We will be using Pyspark for this project.

### **1. Import Libraries & Run a SparkSession**


In [77]:
#install pyspark
from pyspark.sql import SparkSession
from pyspark.ml.feature import VectorAssembler
from pyspark.ml.regression import LinearRegression, LinearRegressionModel
from pyspark.ml.evaluation import RegressionEvaluator

In [2]:
#create a sparksession
spark = SparkSession.builder.appName('admission-prediction').getOrCreate()

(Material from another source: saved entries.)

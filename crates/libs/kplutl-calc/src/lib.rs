//! # kplutl-calc
//! Fixed-size vectors and matrices for numeric and 3D graphics work.
//!
//! Dimensions are const generic parameters, so shape errors in arithmetic are
//! compile errors. Elementwise loops are delegated to the kernels bound to
//! the element type (see [`kplutl_kern`]); enabling the `ispc` feature routes
//! `f32` through the data-parallel backend without any change to the API.
//!
//! ```
//! use kplutl_calc::prelude::*;
//!
//! let a = Vector3f::new([1.0, 2.0, 3.0]);
//! let b = Vector3f::new([7.0, 8.0, 9.0]);
//! assert_eq!(dot_prod(&a, &b), 50.0);
//! assert_eq!(cross_prod(&a, &b), Vector3f::new([-6.0, 12.0, -6.0]));
//! ```
#![warn(missing_docs)]

mod cast;
mod error;
pub mod graphics;
pub mod linalg;
mod matrix;
mod ops;
mod vector;

pub use cast::NumericCast;
pub use error::Error;
pub use graphics::{Handedness, Quaternion};
pub use kplutl_kern::{active_backend_name, Element, Scalar};
pub use matrix::{Matrix, Matrix3x3f, Matrix4x4f};
pub use ops::{abs, pow, sqrt, Elementwise};
pub use vector::{Vector, Vector2f, Vector3f, Vector4f};

cfg_if::cfg_if! {
    if #[cfg(feature = "use_f64")] {
        /// Default floating point type of the crate.
        pub type Real = f64;
    } else {
        /// Default floating point type of the crate.
        pub type Real = f32;
    }
}

/// Everything needed for day-to-day use.
pub mod prelude {
    pub use crate::{
        abs, graphics::*, linalg::*, pow, sqrt, Elementwise, Error, Matrix, Matrix3x3f,
        Matrix4x4f, NumericCast, Real, Vector, Vector2f, Vector3f, Vector4f,
    };
}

### **2. Load and Explore dataset**

In [5]:
#create a spark dataframe
df = spark.read.csv('admission_dataset/Admission_Predict_Ver1.1.csv', header=True, inferSchema=True)

The dataset consists of:
|Field|Description|
|----|----|
|GRE Score|The score obtained in the GRE test.|
|TOEFL Score|The score obtained in the standarized English test.|
|University Rating|The score obtained for the university ranking from 0-5.|
|SOP|The score obtained for the statement of purpose from 0-5.|
|LOI|The score obtained for the letter of reccommendation from 0-5.|
|CGPA|Cumulated GPA from 0-10|
|Research| If you have done research activities, 0 or 1|
|Change of Admit|The chances of get admited from 0-1|

In [6]:
#display dataframe
df.show(5)

+---------+---------+-----------+-----------------+---+---+----+--------+---------------+
|Serial No|GRE Score|TOEFL Score|University Rating|SOP|LOR|CGPA|Research|Chance of Admit|
+---------+---------+-----------+-----------------+---+---+----+--------+---------------+
|        1|      337|        118|                4|4.5|4.5|9.65|       1|           0.92|
|        2|      324|        107|                4|4.0|4.5|8.87|       1|           0.76|
|        3|      316|        104|                3|3.0|3.5| 8.0|       1|           0.72|
|        4|      322|        110|                3|3.5|2.5|8.67|       1|            0.8|
|        5|      314|        103|                2|2.0|3.0|8.21|       0|           0.65|
+---------+---------+-----------+-----------------+---+---+----+--------+---------------+
only showing top 5 rows



In [11]:
#get the no.of rows & columns
print(f'The number of rows: {df.count()}')
print(f'The number of columns: {len(df.columns)}')

The number of rows: 500
The number of columns: 9


In [12]:
#print schema
df.printSchema()

root
 |-- Serial No: integer (nullable = true)
 |-- GRE Score: integer (nullable = true)
 |-- TOEFL Score: integer (nullable = true)
 |-- University Rating: integer (nullable = true)
 |-- SOP: double (nullable = true)
 |-- LOR: double (nullable = true)
 |-- CGPA: double (nullable = true)
 |-- Research: integer (nullable = true)
 |-- Chance of Admit: double (nullable = true)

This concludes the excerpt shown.